Resampling: choosing a cadence

Once aligned, signals must be brought to a shared cadence by resampling — averaging or interpolating onto a fixed grid (every 10 minutes, or every hour). The book's datasets ship a 10-minute grid (fedbatch_timeseries_10min.csv) for exactly this reason. Resampling is a judgment, not a formality: too fine and you carry noise and inflate the data volume without adding information; too coarse and you blur the transients (a feed bolus, the day-7 temperature excursion the simulator seeds) that often carry the signal. The honest default is to resample no finer than the slowest thing you actually need to see.

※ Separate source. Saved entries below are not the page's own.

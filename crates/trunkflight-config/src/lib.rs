//! Configuration management for trunkflight.
//!
//! This crate resolves the per-user data directory that holds mirrors and
//! the catalog database, and loads the layered [`TrunkflightConfig`]
//! (built-in defaults, `config.yaml`, `TRUNKFLIGHT_*` environment).

pub mod config;
pub mod data_dir;

pub use config::{ConfigError, Result, TrunkflightConfig, load_config, save_config};
pub use data_dir::{resolve_data_dir, user_data_dir};
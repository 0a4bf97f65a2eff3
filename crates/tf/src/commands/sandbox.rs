//! `tf sandbox` -- add, remove and list sandboxes of a mirror.

use std::path::{Path, PathBuf};

use anyhow::{Context, Result};
use trunkflight_git::SandboxManager;
use trunkflight_ui::styles::render_pass_icon;
use ulid::Ulid;

use crate::cli::{RepoArgs, SandboxAddArgs, SandboxArgs, SandboxCommands, SandboxRemoveArgs};
use crate::context::RuntimeContext;
use crate::output::{SandboxView, format_sandbox_row, output_json, output_table};

/// Execute the `tf sandbox` command.
pub fn run(ctx: &RuntimeContext, args: &SandboxArgs) -> Result<()> {
    match &args.command {
        SandboxCommands::Add(a) => run_add(ctx, a),
        SandboxCommands::Remove(a) => run_remove(ctx, a),
        SandboxCommands::List(a) => run_list(ctx, a),
    }
}

fn run_add(ctx: &RuntimeContext, args: &SandboxAddArgs) -> Result<()> {
    let store = ctx.open_store()?;
    let repo = ctx.resolve_repo(&store, args.repo.repo.as_deref())?;
    let mirror = ctx.mirror(repo);

    let target = match &args.path {
        Some(p) => absolute(p)?,
        None => default_sandbox_path(ctx),
    };

    {
        let _lock = ctx.lock_mirror(&mirror)?;
        SandboxManager::for_mirror(&mirror)
            .add(&target, &args.committish)
            .with_context(|| format!("failed to check out {} into {}", args.committish, target.display()))?;
    }

    if ctx.json {
        output_json(&serde_json::json!({
            "path": target,
            "committish": args.committish,
        }));
    } else if ctx.quiet {
        println!("{}", target.display());
    } else {
        println!("{} Checked out {}", render_pass_icon(), args.committish);
        println!("{}", target.display());
    }
    Ok(())
}

fn run_remove(ctx: &RuntimeContext, args: &SandboxRemoveArgs) -> Result<()> {
    let store = ctx.open_store()?;
    let repo = ctx.resolve_repo(&store, args.repo.repo.as_deref())?;
    let mirror = ctx.mirror(repo);
    let target = absolute(&args.path)?;

    {
        let _lock = ctx.lock_mirror(&mirror)?;
        SandboxManager::for_mirror(&mirror)
            .remove(&target)
            .with_context(|| format!("failed to remove sandbox {}", target.display()))?;
    }

    if ctx.json {
        output_json(&serde_json::json!({ "removed": target }));
    } else if !ctx.quiet {
        println!("{} Removed {}", render_pass_icon(), target.display());
    }
    Ok(())
}

fn run_list(ctx: &RuntimeContext, args: &RepoArgs) -> Result<()> {
    let store = ctx.open_store()?;
    let repo = ctx.resolve_repo(&store, args.repo.as_deref())?;
    let mirror = ctx.mirror(repo);

    let sandboxes = {
        let _lock = ctx.lock_mirror(&mirror)?;
        SandboxManager::for_mirror(&mirror).list()
    };

    if ctx.json {
        let views: Vec<SandboxView> = sandboxes.iter().map(SandboxView::from).collect();
        output_json(&views);
    } else if sandboxes.is_empty() {
        if !ctx.quiet {
            println!("No sandboxes.");
        }
    } else {
        let rows: Vec<Vec<String>> = sandboxes.iter().map(format_sandbox_row).collect();
        output_table(&["NAME", "PATH", "PRESENT"], &rows);
    }
    Ok(())
}

/// `<temp dir>/<sandbox_prefix><ULID>`; unique per call.
pub(crate) fn default_sandbox_path(ctx: &RuntimeContext) -> PathBuf {
    std::env::temp_dir().join(format!("{}{}", ctx.config.sandbox_prefix, Ulid::new()))
}

/// Sandbox paths given on the command line are taken relative to the
/// working directory.
fn absolute(path: &Path) -> Result<PathBuf> {
    std::path::absolute(path).with_context(|| format!("invalid path {}", path.display()))
}

#[cfg(test)]
mod tests {
    use std::sync::Arc;
    use std::sync::atomic::AtomicBool;

    use super::*;
    use crate::cli::GlobalArgs;

    #[test]
    fn default_paths_are_unique_and_prefixed() {
        let tmp = tempfile::tempdir().unwrap();
        let ctx = RuntimeContext::from_global_args(
            &GlobalArgs {
                json: false,
                verbose: false,
                quiet: true,
                data_dir: Some(tmp.path().to_path_buf()),
            },
            Arc::new(AtomicBool::new(false)),
        )
        .unwrap();

        let a = default_sandbox_path(&ctx);
        let b = default_sandbox_path(&ctx);
        assert_ne!(a, b);
        assert!(a.is_absolute());
        let name = a.file_name().unwrap().to_string_lossy().into_owned();
        assert!(name.starts_with(&ctx.config.sandbox_prefix));
    }
}
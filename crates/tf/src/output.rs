//! Output formatting helpers for the `tf` CLI.
//!
//! Provides JSON output, table formatting and the view models that shape
//! catalog and sandbox records for display.

use std::io::{self, Write};
use std::path::PathBuf;

use serde::Serialize;
use trunkflight_core::{RepoEntry, SimpleCommit};
use trunkflight_git::SandboxInfo;
use trunkflight_ui::styles::{render_commit, render_muted, tree_prefix};
use trunkflight_ui::terminal::{terminal_width, truncate_to_width};

/// JSON view of one catalog entry.
///
/// Credentials never leave the catalog; only whether a username is set is
/// reported.
#[derive(Serialize)]
pub struct RepoView {
    pub id: i64,
    pub git_url: String,
    pub repo_path: String,
    pub has_credentials: bool,
    pub commands: Vec<CommandView>,
}

#[derive(Serialize)]
pub struct CommandView {
    pub id: i64,
    pub command: String,
}

impl RepoView {
    pub fn from_entry(entry: &RepoEntry) -> Self {
        Self {
            id: entry.repo.id,
            git_url: entry.repo.git_url.clone(),
            repo_path: entry.repo.repo_path.clone(),
            has_credentials: entry.repo.username.is_some(),
            commands: entry
                .commands
                .iter()
                .map(|c| CommandView {
                    id: c.id,
                    command: c.command.clone(),
                })
                .collect(),
        }
    }
}

/// JSON view of a sandbox.
#[derive(Serialize)]
pub struct SandboxView {
    pub name: String,
    pub path: PathBuf,
    pub exists: bool,
}

impl From<&SandboxInfo> for SandboxView {
    fn from(info: &SandboxInfo) -> Self {
        Self {
            name: info.name.clone(),
            path: info.path.clone(),
            exists: info.exists,
        }
    }
}

/// Print a value as pretty-printed JSON to stdout.
///
/// Terminates the process with exit code 1 if serialization fails.
pub fn output_json<T: Serialize>(value: &T) {
    match serde_json::to_string_pretty(value) {
        Ok(json) => {
            let stdout = io::stdout();
            let mut handle = stdout.lock();
            // Ignore broken pipe errors (e.g., piped to `head`)
            let _ = writeln!(handle, "{}", json);
        }
        Err(e) => {
            eprintln!("Error: failed to serialize JSON: {}", e);
            std::process::exit(1);
        }
    }
}

/// Print a simple table with headers and rows.
///
/// Each row is a `Vec<String>` with columns matching the headers.
/// Column widths are computed from the data for alignment.
pub fn output_table(headers: &[&str], rows: &[Vec<String>]) {
    if rows.is_empty() {
        return;
    }

    let mut widths: Vec<usize> = headers.iter().map(|h| h.len()).collect();
    for row in rows {
        for (i, cell) in row.iter().enumerate() {
            if i < widths.len() {
                widths[i] = widths[i].max(cell.chars().count());
            }
        }
    }

    let stdout = io::stdout();
    let mut handle = stdout.lock();

    for (i, header) in headers.iter().enumerate() {
        if i > 0 {
            let _ = write!(handle, "  ");
        }
        let _ = write!(handle, "{:<width$}", header, width = widths[i]);
    }
    let _ = writeln!(handle);

    for (i, width) in widths.iter().enumerate() {
        if i > 0 {
            let _ = write!(handle, "  ");
        }
        let _ = write!(handle, "{}", "-".repeat(*width));
    }
    let _ = writeln!(handle);

    for row in rows {
        for (i, cell) in row.iter().enumerate() {
            if i > 0 {
                let _ = write!(handle, "  ");
            }
            if i < widths.len() {
                let _ = write!(handle, "{:<width$}", cell, width = widths[i]);
            } else {
                let _ = write!(handle, "{}", cell);
            }
        }
        let _ = writeln!(handle);
    }
}

/// Formats a catalog entry as a repository line followed by a tree of its
/// commands. Long command lines are cut at the terminal width.
pub fn format_repo_entry(entry: &RepoEntry) -> String {
    let room = terminal_width().saturating_sub(5).max(20);
    let mut lines = vec![format!(
        "{} {}",
        entry.repo.git_url,
        render_muted(&format!("[{}]", entry.repo.repo_path))
    )];
    let len = entry.commands.len();
    for (i, cmd) in entry.commands.iter().enumerate() {
        lines.push(format!(
            "  {}{}",
            tree_prefix(i, len),
            truncate_to_width(&cmd.command, room)
        ));
    }
    lines.join("\n")
}

/// One line per commit, newest first.
pub fn format_commits(commits: &[SimpleCommit]) -> String {
    commits
        .iter()
        .map(render_commit)
        .collect::<Vec<_>>()
        .join("\n")
}

/// Table row for a sandbox.
pub fn format_sandbox_row(info: &SandboxInfo) -> Vec<String> {
    vec![
        info.name.clone(),
        info.path.display().to_string(),
        if info.exists { "yes" } else { "missing" }.to_string(),
    ]
}

#[cfg(test)]
mod tests {
    use std::sync::Arc;

    use super::*;
    use pretty_assertions::assert_eq;
    use trunkflight_core::{GitRepo, RepoCommand};

    fn entry() -> RepoEntry {
        let mut repo = GitRepo::new("https://git.example.com/app.git", "src/https/git.example.com/app.git")
            .with_credentials("alice", "secret");
        repo.id = 3;
        let repo = Arc::new(repo);
        let mut build = RepoCommand::new(3, "make build");
        build.id = 8;
        build.git_repo = Some(Arc::clone(&repo));
        let mut test = RepoCommand::new(3, "make test");
        test.id = 5;
        test.git_repo = Some(Arc::clone(&repo));
        RepoEntry {
            repo,
            commands: vec![build, test],
        }
    }

    #[test]
    fn repo_view_hides_password() {
        let json = serde_json::to_value(RepoView::from_entry(&entry())).unwrap();
        assert_eq!(json["id"], 3);
        assert_eq!(json["has_credentials"], true);
        assert_eq!(json["commands"][0]["command"], "make build");
        assert!(!json.to_string().contains("secret"));
    }

    #[test]
    fn repo_entry_lists_commands() {
        let text = format_repo_entry(&entry());
        let lines: Vec<&str> = text.lines().collect();
        assert_eq!(lines.len(), 3);
        assert!(lines[0].starts_with("https://git.example.com/app.git"));
        assert!(lines[1].ends_with("make build"));
        assert!(lines[2].ends_with("make test"));
    }

    #[test]
    fn sandbox_row_marks_missing_directories() {
        let info = SandboxInfo {
            name: "01J".into(),
            path: PathBuf::from("/tmp/gone"),
            exists: false,
        };
        assert_eq!(format_sandbox_row(&info)[2], "missing");
    }

    #[test]
    fn table_output_smoke() {
        let headers = &["NAME", "PATH"];
        let rows = vec![vec!["a".into(), "/tmp/a".into()]];
        output_table(headers, &rows);
    }
}
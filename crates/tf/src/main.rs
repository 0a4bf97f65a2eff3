//! `tf` -- repository mirrors and disposable sandboxes.
//!
//! Parses CLI arguments with clap, resolves the runtime context, installs
//! the log subscriber and dispatches to command handlers.

mod cli;
mod commands;
mod context;
mod output;

use std::sync::Arc;
use std::sync::atomic::{AtomicBool, Ordering};

use clap::Parser;
use tracing_subscriber::EnvFilter;

use cli::{Cli, Commands};
use context::RuntimeContext;

/// Tracks whether a Ctrl+C has already been received.
static CTRLC_RECEIVED: AtomicBool = AtomicBool::new(false);

/// Crates whose events `-v` turns up to debug.
const VERBOSE_FILTER: &str =
    "tf=debug,trunkflight_core=debug,trunkflight_storage=debug,trunkflight_config=debug,trunkflight_git=debug";

fn main() {
    // First Ctrl+C: ask running transfers to stop. Second: force exit.
    let cancel = Arc::new(AtomicBool::new(false));
    let flag = Arc::clone(&cancel);
    let _ = ctrlc::set_handler(move || {
        if CTRLC_RECEIVED.swap(true, Ordering::SeqCst) {
            std::process::exit(130);
        }
        eprintln!("Cancelling... press Ctrl+C again to exit immediately.");
        flag.store(true, Ordering::SeqCst);
    });

    let cli = Cli::parse();

    // Completion scripts need no data directory.
    if let Some(Commands::Completion(args)) = &cli.command {
        commands::completion::run(args);
        return;
    }

    let result = RuntimeContext::from_global_args(&cli.global, cancel).and_then(|ctx| {
        init_logging(&ctx);
        dispatch(&ctx, cli.command)
    });

    // Handle errors: print message and exit with code 1
    if let Err(e) = result {
        if cli.global.json {
            let err_json = serde_json::json!({
                "error": format!("{:#}", e),
            });
            if let Ok(s) = serde_json::to_string_pretty(&err_json) {
                eprintln!("{}", s);
            }
        } else {
            eprintln!("Error: {:#}", e);
        }
        std::process::exit(1);
    }
}

fn dispatch(ctx: &RuntimeContext, command: Option<Commands>) -> anyhow::Result<()> {
    match command {
        Some(Commands::Import(args)) => commands::import::run(ctx, &args),
        Some(Commands::List) => commands::list::run(ctx),
        Some(Commands::Remove(args)) => commands::remove::run(ctx, &args),
        Some(Commands::CloneCmd(args)) => commands::clone::run(ctx, &args),
        Some(Commands::Fetch(args)) => commands::fetch::run(ctx, &args),
        Some(Commands::Branches(args)) => commands::branches::run(ctx, &args),
        Some(Commands::Commits(args)) => commands::commits::run(ctx, &args),
        Some(Commands::Sandbox(args)) => commands::sandbox::run(ctx, &args),
        Some(Commands::Run(args)) => commands::run::run(ctx, &args),
        Some(Commands::Info) => commands::info::run(ctx),
        Some(Commands::Completion(args)) => {
            commands::completion::run(&args);
            Ok(())
        }
        None => {
            use clap::CommandFactory;
            Cli::command().print_help().ok();
            println!();
            Ok(())
        }
    }
}

/// Installs the stderr log subscriber.
///
/// `-v` wins over `-q`, which wins over `RUST_LOG`, which wins over the
/// configured `log_filter`.
fn init_logging(ctx: &RuntimeContext) {
    let filter = if ctx.verbose {
        EnvFilter::new(VERBOSE_FILTER)
    } else if ctx.quiet {
        EnvFilter::new("error")
    } else {
        EnvFilter::try_from_default_env()
            .or_else(|_| EnvFilter::try_new(&ctx.config.log_filter))
            .unwrap_or_else(|_| EnvFilter::new("warn"))
    };

    let _ = tracing_subscriber::fmt()
        .with_env_filter(filter)
        .with_writer(std::io::stderr)
        .try_init();
}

Batch-wise unfolding: a whole batch as one row

For predicting a batch-level outcome — final titer, a release CQA, a pass/fail — you need each batch to be one row. The classical move, inherited from multiway PCA (the foundation of batch monitoring, covered in Book 3's analytics chapter), is the unfold: take the three-dimensional cube of (batch × variable × time) and flatten each batch into one long row, laying every variable-at-every-timepoint side by side as columns. A 14-day batch of seven tags at hourly cadence unfolds to a single row of roughly 2,300 columns. Now "predict the CQA from the trajectory" is an ordinary supervised problem — with the brutal catch that you have one row per batch, so six campaign batches give you six training rows. This is the small-data wall from Chapter 1 in its rawest form, and it is why unfolded batch models lean so hard on dimensionality reduction (PLS, PCA) rather than deep networks.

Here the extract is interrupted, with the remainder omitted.